PROBLEM TO WORK ON: Nothing but the lines below between the line holding "fn two_zones() ->" and the line holding "let point = GeoPoint::new(-6.197_983, 106.671_8);", inclusive, should appear in the answer, each set down exactly.

---------------

//! Binary entrypoint for the terminal player.
//!
//! Commands:
//! - `play [WORLD] [--wait] [--timeout <s>] [--assets <dir>]` - load a world
//!   description and run the click loop
//! - `check [WORLD]` - load a world description, print a summary and any
//!   advisory warnings

use std::io::{self, Write};
use std::path::{Path, PathBuf};
use std::thread;
use std::time::{Duration, Instant};

use clap::{Parser, Subcommand};

// Use the library crate modules instead of redefining them here.
use pnc_adventure::engine::{ItemMatch, Outcome, SceneSnapshot, find_item};
use pnc_adventure::world::{ActionKind, validate_world};
use pnc_adventure::{GameState, load_world_from_file};

#[derive(Parser)]
#[command(name = "pnc_adventure")]
#[command(about = "A point-and-click adventure player for generated worlds")]
#[command(version)]
struct Cli {
    #[command(subcommand)]
    command: Commands,

    /// Verbose logging (-v, -vv for more; may appear before or after subcommand)
    #[arg(short, long, action = clap::ArgAction::Count, global = true)]
    verbose: u8,
}

#[derive(Subcommand)]
enum Commands {
    /// Play a generated world in the terminal
    Play {
        /// World description file produced by the generation pipeline
        #[arg(default_value = "game_data.json")]
        world: PathBuf,

        /// Wait for the description file to appear instead of failing
        #[arg(short, long)]
        wait: bool,

        /// Seconds to wait before giving up
        #[arg(short, long, default_value_t = 60)]
        timeout: u64,

        /// Directory holding the generated scene images
        #[arg(long, default_value = ".")]
        assets: PathBuf,
    },
    /// Load a world description and report whether it is playable
    Check {
        /// World description file to inspect
        #[arg(default_value = "game_data.json")]
        world: PathBuf,
    },
}

fn main() -> io::Result<()> {
    let cli = Cli::parse();
    init_logging(cli.verbose);

    match cli.command {
        Commands::Play {
            world,
            wait,
            timeout,
            assets,
        } => play(&world, wait, timeout, &assets),
        Commands::Check { world } => check(&world),
    }
}

fn play(path: &Path, wait: bool, timeout: u64, assets: &Path) -> io::Result<()> {
    if wait {
        wait_for_artifact(path, Duration::from_secs(timeout));
    }

    let world = match load_world_from_file(path) {
        Ok(w) => {
            println!("Using world file: {}", path.display());
            w
        }
        Err(e) => {
            eprintln!("Failed to load world file '{}': {e}", path.display());
            std::process::exit(1);
        }
    };

    let mut game = GameState::new(world);

    println!();
    println!("Actions: talk, use, look, pick up. Type an action to arm it,");
    println!("then an item name. 'hint' for a hint, 'look' to redraw, 'quit' to exit.\n");

    if let Some(snap) = game.snapshot() {
        render_scene(&snap, assets);
    }

    let stdin = io::stdin();
    let mut armed = ActionKind::Look;

    loop {
        print!("[{armed}] > ");
        io::stdout().flush()?;

        let mut input = String::new();
        let bytes_read = stdin.read_line(&mut input)?;
        if bytes_read == 0 {
            println!("\nGoodbye.");
            break;
        }

        let input = input.trim();
        if input.is_empty() {
            continue;
        }

        let lower = input.to_lowercase();

        if lower == "quit" || lower == "exit" {
            println!("Goodbye.");
            break;
        }

        if lower == "help" {
            print_help();
            continue;
        }

        if lower == "hint" {
            println!("{}", game.hint_line());
            continue;
        }

        // "look" alone arms the action and redraws the scene.
        if lower == "look" || lower == "l" {
            armed = ActionKind::Look;
            if let Some(snap) = game.snapshot() {
                render_scene(&snap, assets);
            }
            continue;
        }

        // Any other bare action word arms it for the next item.
        if let Ok(action) = lower.parse::<ActionKind>() {
            armed = action;
            println!("({armed} armed)");
            continue;
        }

        // "<action> <item>" in one line, else the armed action on the rest.
        let (action, target) = match split_action(&lower) {
            Some((action, rest)) => (action, rest),
            None => (armed, lower.as_str()),
        };

        let resolved: Option<String> = {
            let Some(scene) = game.world().scenes.get(game.current_scene()) else {
                eprintln!("Error: you are in an unknown scene '{}'", game.current_scene());
                break;
            };

            match find_item(scene, target) {
                ItemMatch::One(item) => Some(item.name.clone()),
                ItemMatch::Many(candidates) => {
                    let names: Vec<&str> =
                        candidates.iter().map(|i| i.name.as_str()).collect();
                    println!("Which one? ({})", names.join(", "));
                    None
                }
                // let the engine report the miss in-world
                ItemMatch::None => Some(target.to_string()),
            }
        };

        let Some(item_name) = resolved else {
            continue;
        };

        let outcome = game.apply_interaction(action, &item_name);
        println!("{}", outcome.line());

        if let Outcome::Entered { .. } = outcome {
            if let Some(snap) = game.snapshot() {
                render_scene(&snap, assets);
            }
        }
    }

    Ok(())
}

fn check(path: &Path) -> io::Result<()> {
    let world = match load_world_from_file(path) {
        Ok(w) => w,
        Err(e) => {
            eprintln!("Failed to load world file '{}': {e}", path.display());
            std::process::exit(1);
        }
    };

    let item_count: usize = world.scenes.values().map(|s| s.items.len()).sum();
    let passage_count: usize = world
        .scenes
        .values()
        .flat_map(|s| s.items.values())
        .filter(|i| i.leads_to.is_some())
        .count();
    let locked_count = world.scenes.values().filter(|s| s.locked).count();

    println!("World file: {}", path.display());
    println!("  scenes:  {} ({} locked)", world.scenes.len(), locked_count);
    println!("  items:   {item_count} ({passage_count} passages)");
    println!("  puzzles: {}", world.puzzles.len());
    println!("  start:   {}", world.start_scene);

    let warnings = validate_world(&world);
    if warnings.is_empty() {
        println!("No warnings.");
    } else {
        println!();
        for w in &warnings {
            println!("warning: {}", w.message);
        }
    }

    Ok(())
}

/// Poll for the description file; the generation pipeline writes it last.
fn wait_for_artifact(path: &Path, timeout: Duration) {
    if path.exists() {
        return;
    }

    println!("Waiting for '{}'...", path.display());
    let deadline = Instant::now() + timeout;

    while !path.exists() {
        if Instant::now() >= deadline {
            eprintln!(
                "Gave up waiting for '{}' after {} second(s).",
                path.display(),
                timeout.as_secs()
            );
            std::process::exit(1);
        }
        thread::sleep(Duration::from_millis(100));
    }
}

/// Split "<action> <item>" when the line starts with an action word
/// followed by a space. "pick up" is two words; labels never collide.
fn split_action(line: &str) -> Option<(ActionKind, &str)> {
    for action in ActionKind::ALL {
        let label = action.label();
        if let Some(rest) = line.strip_prefix(label) {
            if rest.starts_with(' ') {
                let rest = rest.trim_start();
                if !rest.is_empty() {
                    return Some((action, rest));
                }
            }
        }
    }
    None
}

fn render_scene(snap: &SceneSnapshot, assets: &Path) {
    println!("\n== {} ==", snap.scene);
    if !snap.description.trim().is_empty() {
        println!("{}", snap.description.trim());
    }

    let image_path = assets.join(&snap.image);
    if image_path.is_file() {
        println!("(backdrop: {})", image_path.display());
    } else {
        println!("(backdrop: {}, not found)", snap.image);
    }

    if snap.items.is_empty() {
        println!("Nothing here catches your eye.");
        return;
    }

    println!("You can see:");
    for item in &snap.items {
        let mut line = format!("  {}", item.name);
        if let Some(passage) = &item.passage {
            if passage.locked {
                line.push_str(&format!(" (a way to {}, locked)", passage.to));
            } else {
                line.push_str(&format!(" (a way to {})", passage.to));
            }
        }
        println!("{line}");
    }
}

fn print_help() {
    println!("Commands:");
    println!("  talk / use / look / pick up   arm an action for the next item");
    println!("  <action> <item>               apply an action in one line");
    println!("  <item>                        apply the armed action to an item");
    println!("  look (alone)                  also redraws the current scene");
    println!("  hint                          show the current scene's hint");
    println!("  quit                          leave the game");
}

fn init_logging(verbosity: u8) {
    // Default to warnings so the play screen stays clean.
    let base_level = match verbosity {
        0 => log::LevelFilter::Warn,
        1 => log::LevelFilter::Info,
        2 => log::LevelFilter::Debug,
        _ => log::LevelFilter::Trace,
    };
    env_logger::Builder::new().filter_level(base_level).init();
}
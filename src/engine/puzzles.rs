use std::collections::HashSet;

use indexmap::IndexMap;
use log::{debug, warn};

use crate::world::{ActionKind, Requirement, World};

/// Mutable bookkeeping for one puzzle. The world's puzzle definitions stay
/// as loaded; only this shrinks as the player clears requirements.
#[derive(Debug, Clone)]
pub struct PuzzleProgress {
    remaining: Vec<Requirement>,
    solved: bool,
    unsatisfiable: bool,
}

impl PuzzleProgress {
    pub fn remaining(&self) -> &[Requirement] {
        &self.remaining
    }

    pub fn is_solved(&self) -> bool {
        self.solved
    }

    pub fn is_unsatisfiable(&self) -> bool {
        self.unsatisfiable
    }
}

/// A puzzle that finished on this call.
pub struct Completion {
    pub puzzle: String,
    pub unlocked: String,
    pub text: String,
}

/// Build the progress table from the loaded world, in document order.
/// A puzzle with no requirements is already solved; its target opens now.
pub fn seed_progress(world: &mut World) -> IndexMap<String, PuzzleProgress> {
    let mut progress: IndexMap<String, PuzzleProgress> = IndexMap::new();
    let mut open_now: Vec<(String, String)> = Vec::new();

    for (puzzle_name, puzzle) in &world.puzzles {
        let solved = puzzle.requirements.is_empty();
        if solved {
            open_now.push((puzzle_name.clone(), puzzle.unlocks.clone()));
        }

        progress.insert(
            puzzle_name.clone(),
            PuzzleProgress {
                remaining: puzzle.requirements.clone(),
                solved,
                unsatisfiable: false,
            },
        );
    }

    for (puzzle_name, target) in open_now {
        debug!("puzzle '{puzzle_name}' has no requirements; '{target}' starts open");
        unlock_scene(world, &target);
    }

    progress
}

/// Flip a scene's locked flag off. Returns whether anything changed;
/// unlocking an already-open or missing scene is a no-op.
pub fn unlock_scene(world: &mut World, scene_name: &str) -> bool {
    if let Some(scene) = world.scenes.get_mut(scene_name) {
        if scene.locked {
            scene.locked = false;
            debug!("scene '{scene_name}' unlocked");
            return true;
        }
    }
    false
}

/// Clear `(action, item)` from every active puzzle that lists it, one
/// occurrence per puzzle per call even when the pair is listed twice.
/// Puzzles emptied by this call unlock their targets; completions come
/// back in document order.
pub fn advance_puzzles(
    world: &mut World,
    progress: &mut IndexMap<String, PuzzleProgress>,
    action: ActionKind,
    item_name: &str,
) -> Vec<Completion> {
    let mut completions: Vec<Completion> = Vec::new();

    for (puzzle_name, state) in progress.iter_mut() {
        if state.solved || state.unsatisfiable {
            continue;
        }

        let hit = state
            .remaining
            .iter()
            .position(|req| req.action == action && req.item == item_name);

        let Some(index) = hit else {
            continue;
        };

        state.remaining.remove(index);
        debug!(
            "puzzle '{puzzle_name}': cleared '{action} {item_name}', {} requirement(s) left",
            state.remaining.len()
        );

        if state.remaining.is_empty() {
            state.solved = true;
            if let Some(puzzle) = world.puzzles.get(puzzle_name) {
                completions.push(Completion {
                    puzzle: puzzle_name.clone(),
                    unlocked: puzzle.unlocks.clone(),
                    text: puzzle.completion_text.clone(),
                });
            }
        }
    }

    for done in &completions {
        unlock_scene(world, &done.unlocked);
    }

    completions
}

/// Flag puzzles that can never finish: a requirement names an item no
/// scene contains, or the unlock target is gone. Warned once, then the
/// puzzle is skipped for the rest of the session.
pub fn mark_unsatisfiable_puzzles(
    world: &World,
    progress: &mut IndexMap<String, PuzzleProgress>,
) {
    let known_items: HashSet<&str> = world
        .scenes
        .values()
        .flat_map(|scene| scene.items.keys())
        .map(String::as_str)
        .collect();

    for (puzzle_name, state) in progress.iter_mut() {
        if state.solved || state.unsatisfiable {
            continue;
        }

        if let Some(puzzle) = world.puzzles.get(puzzle_name) {
            if !world.scenes.contains_key(&puzzle.unlocks) {
                warn!(
                    "puzzle '{puzzle_name}' unlocks missing scene '{}'; treating it as unsatisfiable",
                    puzzle.unlocks
                );
                state.unsatisfiable = true;
                continue;
            }
        }

        if let Some(req) = state
            .remaining
            .iter()
            .find(|req| !known_items.contains(req.item.as_str()))
        {
            warn!(
                "puzzle '{puzzle_name}' requires '{} {}' but no scene has that item; treating it as unsatisfiable",
                req.action, req.item
            );
            state.unsatisfiable = true;
        }
    }
}
//! Traits describing the external collaborators and their shared error type.

use async_trait::async_trait;
use reqwest::Error as ReqwestError;

use crate::model::{Classification, NewReading, Photo, Reading, ReadingQuery};

#[derive(thiserror::Error, Debug)]
/// Errors that can occur while talking to the backend or the classifier.
pub enum PortError {
    /// Network layer failed.
    #[error("Network error: {0}")]
    Network(#[from] ReqwestError),
    /// Response body could not be decoded.
    #[error("Decode error: {0}")]
    Decode(String),
    /// Backend answered with an error status.
    #[error("Backend error {status}: {message}")]
    Backend {
        /// HTTP status code.
        status: u16,
        /// Message reported by the backend.
        message: String,
    },
    /// The photo is empty or unreadable.
    #[error("Invalid photo")]
    InvalidPhoto,
    /// No classifier endpoint is configured.
    #[error("No classifier configured")]
    ClassifierUnavailable,
    /// The submission is not inside any known water source.
    #[error("Location is not inside any known water source")]
    OutsideWaterSource,
    /// Internal adapter error.
    #[error("Internal error: {0}")]
    Internal(String),
}

#[async_trait]
/// Document store holding the readings.
pub trait ReadingPort: Send + Sync {
    /// Fetch a snapshot of the readings matching `query`.
    ///
    /// # Errors
    ///
    /// Returns a [`PortError`] when the backend request fails.
    async fn list(&self, query: &ReadingQuery) -> Result<Vec<Reading>, PortError>;

    /// Store a new reading and return it as persisted.
    ///
    /// # Errors
    ///
    /// Returns a [`PortError`] when the backend rejects the document.
    async fn submit(&self, reading: NewReading) -> Result<Reading, PortError>;
}

#[async_trait]
/// Image classifier estimating water quality from a photo.
pub trait ClassifierPort: Send + Sync {
    /// Classify one photo.
    ///
    /// # Errors
    ///
    /// Returns a [`PortError`] when the request fails or the answer is malformed.
    async fn classify(&self, photo: &Photo) -> Result<Classification, PortError>;
}
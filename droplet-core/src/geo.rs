//! Great-circle distance and water-source proximity checks.
//!
//! Two membership rules coexist and are exposed under distinct names:
//! [`is_within_any_source`] returns the first listed zone that encloses the
//! point, [`location_label`] names the nearest zone if it encloses the point.
//! With overlapping zones the two can disagree.

use crate::model::{GeoPoint, WaterSource};

/// Mean Earth radius used by the Haversine formula, in metres.
pub const EARTH_RADIUS_METERS: f64 = 6_371_000.0;

/// Label used when a point is not inside its nearest water source.
pub const UNKNOWN_LOCATION: &str = "Unknown Location";

#[derive(Debug, Clone, Copy, PartialEq)]
/// Closest water source to a point together with the distance to its centre.
pub struct NearestSource<'source> {
    /// The closest zone.
    pub source: &'source WaterSource,
    /// Distance from the point to the zone centre, in metres.
    pub distance_meters: f64,
}

impl NearestSource<'_> {
    /// The point lies inside the zone's radius.
    #[must_use]
    pub fn is_inside(&self) -> bool {
        self.distance_meters <= self.source.radius_meters
    }
}

/// Haversine distance between two points, in metres.
///
/// Non-finite coordinates yield `NaN`, which never compares as inside a radius.
#[must_use]
pub fn distance_meters(from: GeoPoint, to: GeoPoint) -> f64 {
    let lat_from = from.latitude.to_radians();
    let lat_to = to.latitude.to_radians();
    let delta_lat = (to.latitude - from.latitude).to_radians();
    let delta_lon = (to.longitude - from.longitude).to_radians();

    let half_chord = (delta_lat / 2.0).sin().powi(2)
        + lat_from.cos() * lat_to.cos() * (delta_lon / 2.0).sin().powi(2);
    // rounding can push the chord a hair past 1 for antipodal points
    let angle = 2.0 * half_chord.clamp(0.0, 1.0).sqrt().asin();

    EARTH_RADIUS_METERS * angle
}

/// Nearest water source to `point`.
///
/// Ties resolve to the earliest source in input order. Sources whose distance
/// cannot be computed are skipped; `None` means the location is unknown.
#[must_use]
pub fn nearest_source(point: GeoPoint, sources: &[WaterSource]) -> Option<NearestSource<'_>> {
    let mut nearest: Option<NearestSource<'_>> = None;

    for source in sources {
        let distance = distance_meters(point, source.center());
        if distance.is_nan() {
            continue;
        }
        let closer = nearest
            .as_ref()
            .is_none_or(|best| distance < best.distance_meters);
        if closer {
            nearest = Some(NearestSource {
                source,
                distance_meters: distance,
            });
        }
    }

    nearest
}

/// First source, in input order, whose radius contains `point`.
///
/// This is a short-circuit scan, not a nearest-zone search: with overlapping
/// zones the earlier entry wins even when a later one is closer.
#[must_use]
pub fn is_within_any_source(point: GeoPoint, sources: &[WaterSource]) -> Option<&WaterSource> {
    sources
        .iter()
        .find(|source| distance_meters(point, source.center()) <= source.radius_meters)
}

/// Name of the nearest source when `point` lies inside it, [`UNKNOWN_LOCATION`] otherwise.
#[must_use]
pub fn location_label(point: GeoPoint, sources: &[WaterSource]) -> &str {
    match nearest_source(point, sources) {
        Some(nearest) if nearest.is_inside() => nearest.source.name.as_str(),
        _ => UNKNOWN_LOCATION,
    }
}

#[cfg(test)]
mod tests {
    use super::*;

    fn two_zones() -> Vec<WaterSource> {
        vec![
            WaterSource::new("A", 0.0, 0.0, 100.0),
            WaterSource::new("B", 0.0, 0.01, 100.0),
        ]
    }

    #[test]
    fn distance_to_self_is_zero() {
        let point = GeoPoint::new(-6.197_983, 106.671_8);
        assert!(distance_meters(point, point).abs() < f64::EPSILON, "self distance");
    }

    #[test]
    fn distance_is_symmetric() {
        let first = GeoPoint::new(-6.197_983, 106.671_8);
        let second = GeoPoint::new(-6.201_386_7, 106.781_989_4);
        let there = distance_meters(first, second);
        let back = distance_meters(second, first);
        assert!((there - back).abs() < 1e-9, "{there} vs {back}");
    }

    #[test]
    fn hundredth_degree_of_latitude_is_about_1111_meters() {
        let distance = distance_meters(GeoPoint::new(0.0, 0.0), GeoPoint::new(0.01, 0.0));
        assert!((distance - 1_111.0).abs() < 11.11, "got {distance}");
    }

    #[test]
    fn antipodal_points_do_not_produce_nan() {
        let distance = distance_meters(GeoPoint::new(0.0, 0.0), GeoPoint::new(0.0, 180.0));
        let half_circumference = std::f64::consts::PI * EARTH_RADIUS_METERS;
        assert!((distance - half_circumference).abs() < 1.0, "got {distance}");
    }

    #[test]
    fn non_finite_point_gives_nan_distance() {
        let distance = distance_meters(GeoPoint::new(f64::NAN, 0.0), GeoPoint::new(0.0, 0.0));
        assert!(distance.is_nan(), "expected NaN, got {distance}");
    }

    #[test]
    fn nearest_of_empty_list_is_none() {
        assert!(nearest_source(GeoPoint::new(0.0, 0.0), &[]).is_none(), "empty sources");
    }

    #[test]
    fn nearest_picks_the_closer_zone() {
        let sources = two_zones();
        let nearest = nearest_source(GeoPoint::new(0.0, 0.001), &sources);
        assert_eq!(nearest.map(|found| found.source.name.as_str()), Some("A"));
    }

    #[test]
    fn nearest_tie_goes_to_first_listed() {
        let sources = vec![
            WaterSource::new("west", 0.0, -0.01, 100.0),
            WaterSource::new("east", 0.0, 0.01, 100.0),
        ];
        let nearest = nearest_source(GeoPoint::new(0.0, 0.0), &sources);
        assert_eq!(nearest.map(|found| found.source.name.as_str()), Some("west"));
    }

    #[test]
    fn nearest_of_nan_point_is_none() {
        let sources = two_zones();
        assert!(
            nearest_source(GeoPoint::new(f64::NAN, f64::NAN), &sources).is_none(),
            "NaN point has no nearest source"
        );
    }

    #[test]
    fn within_any_source_prefers_first_listed_over_closer() {
        let sources = vec![
            WaterSource::new("big", 0.0, 0.0, 5_000.0),
            WaterSource::new("small", 0.0, 0.02, 500.0),
        ];
        // ~2.1 km from "big", ~110 m from "small"
        let point = GeoPoint::new(0.0, 0.019);
        let matched = is_within_any_source(point, &sources);
        assert_eq!(matched.map(|source| source.name.as_str()), Some("big"));
        assert_eq!(location_label(point, &sources), "small");
    }

    #[test]
    fn within_any_source_misses_outside_every_radius() {
        let sources = two_zones();
        assert!(
            is_within_any_source(GeoPoint::new(1.0, 1.0), &sources).is_none(),
            "point far from every zone"
        );
    }

    #[test]
    fn radius_boundary_is_inclusive() {
        let centre = GeoPoint::new(0.0, 0.0);
        let edge = GeoPoint::new(0.0, 0.005);
        let radius = distance_meters(edge, centre);
        let sources = vec![WaterSource::new("edge", 0.0, 0.0, radius)];
        assert!(is_within_any_source(edge, &sources).is_some(), "boundary counts as inside");
    }

    #[test]
    fn label_names_enclosing_nearest_source() {
        let sources = two_zones();
        assert_eq!(location_label(GeoPoint::new(0.0, 0.000_5), &sources), "A");
    }

    #[test]
    fn label_is_unknown_outside_nearest_radius() {
        let sources = two_zones();
        assert_eq!(location_label(GeoPoint::new(0.0, 0.005), &sources), UNKNOWN_LOCATION);
        assert_eq!(location_label(GeoPoint::new(0.0, 0.0), &[]), UNKNOWN_LOCATION);
    }
}
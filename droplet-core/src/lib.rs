//! Core types and service wiring for the droplet water-quality reporter.

/// Static set of water-source zones readings are matched against.
pub mod catalog;
/// TOML configuration shared by the front ends.
pub mod config;
/// Great-circle distance and water-source proximity checks.
pub mod geo;
/// Domain models shared by all adapters.
pub mod model;
/// Traits describing the external collaborators.
pub mod ports;
/// Radius-bounded quality averages and score colouring.
pub mod quality;
/// High-level service facade used by clients.
pub mod service;

pub use catalog::*;
pub use config::*;
pub use geo::*;
pub use model::*;
pub use ports::*;
pub use quality::*;
pub use service::*;
//! Radius-bounded quality averages and the red-to-green score colour scale.

use crate::geo::distance_meters;
use crate::model::{Reading, Rgb, SourceSummary, WaterSource};

/// Lowest quality score.
pub const MIN_SCORE: f64 = 0.0;
/// Highest quality score.
pub const MAX_SCORE: f64 = 100.0;
/// Hue of a perfect score (green); a zero score has hue 0 (red).
pub const MAX_HUE: f64 = 120.0;

const SATURATION: f64 = 1.0;
const LIGHTNESS: f64 = 0.5;

/// Clamp a score into `[0, 100]`; `NaN` becomes 0.
#[must_use]
pub fn clamp_score(score: f64) -> f64 {
    if score.is_nan() {
        MIN_SCORE
    } else {
        score.clamp(MIN_SCORE, MAX_SCORE)
    }
}

/// Rounded mean quality of the readings that fall inside `source`.
///
/// Readings without a usable score are ignored, out-of-range scores are
/// clamped. `None` means no reading is inside the zone, which is distinct
/// from an average of zero.
#[must_use]
pub fn average_quality(readings: &[Reading], source: &WaterSource) -> Option<u8> {
    let (sum, count) = scores_inside(readings, source).fold((0.0, 0_u32), |(sum, count), score| {
        (sum + score, count + 1)
    });

    if count == 0 {
        return None;
    }

    Some(to_score_byte(sum / f64::from(count)))
}

/// Aggregate one zone for rendering: rounded average, its colour, and how
/// many readings contributed.
#[must_use]
pub fn summarize_source(readings: &[Reading], source: &WaterSource) -> SourceSummary {
    let reading_count = scores_inside(readings, source).count();
    let average = average_quality(readings, source);

    SourceSummary {
        source: source.clone(),
        average,
        color: average.map(|score| score_to_color(f64::from(score))),
        reading_count,
    }
}

/// Hue in degrees for a score: 0 at or below 0, 120 at or above 100.
#[must_use]
pub fn score_hue(score: f64) -> f64 {
    MAX_HUE * (clamp_score(score) / MAX_SCORE)
}

/// Colour for a score on a red (0) to green (100) HSL scale at full
/// saturation and 50% lightness.
#[must_use]
pub fn score_to_color(score: f64) -> Rgb {
    let hue = score_hue(score);

    let chroma = (1.0 - (2.0 * LIGHTNESS - 1.0).abs()) * SATURATION;
    let intermediate = chroma * (1.0 - ((hue / 60.0) % 2.0 - 1.0).abs());
    let match_value = LIGHTNESS - chroma / 2.0;

    let (red, green, blue) = if hue < 60.0 {
        (chroma, intermediate, 0.0)
    } else if hue < 120.0 {
        (intermediate, chroma, 0.0)
    } else {
        (0.0, chroma, intermediate)
    };

    Rgb::new(
        to_channel(red + match_value),
        to_channel(green + match_value),
        to_channel(blue + match_value),
    )
}

/// Map a classifier confidence onto the quality scale.
///
/// Values in `[0, 1]` are fractions and get scaled by 100, anything larger is
/// already a percentage. The result is clamped to `[0, 100]`.
#[must_use]
pub fn confidence_to_quality(confidence: f64) -> f64 {
    if confidence.is_nan() {
        return MIN_SCORE;
    }
    if confidence <= 1.0 {
        clamp_score(confidence * MAX_SCORE)
    } else {
        clamp_score(confidence)
    }
}

fn scores_inside<'readings>(
    readings: &'readings [Reading],
    source: &'readings WaterSource,
) -> impl Iterator<Item = f64> + 'readings {
    readings
        .iter()
        .filter(move |reading| {
            distance_meters(reading.position(), source.center()) <= source.radius_meters
        })
        .filter_map(|reading| reading.quality_score)
        .filter(|score| !score.is_nan())
        .map(clamp_score)
}

#[expect(
    clippy::cast_possible_truncation,
    clippy::cast_sign_loss,
    reason = "value is clamped to 0..=100 and rounded first"
)]
fn to_score_byte(value: f64) -> u8 {
    clamp_score(value).round() as u8
}

#[expect(
    clippy::cast_possible_truncation,
    clippy::cast_sign_loss,
    reason = "value is clamped to 0..=255 and rounded first"
)]
fn to_channel(unit: f64) -> u8 {
    (unit * 255.0).round().clamp(0.0, 255.0) as u8
}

---------------

ANSWER SPACE:
    fn two_zones() -> Vec<WaterSource> {
        vec![
            WaterSource::new("A", 0.0, 0.0, 100.0),
            WaterSource::new("B", 0.0, 0.01, 100.0),
        ]
    }

    #[test]
    fn distance_to_self_is_zero() {
        let point = GeoPoint::new(-6.197_983, 106.671_8);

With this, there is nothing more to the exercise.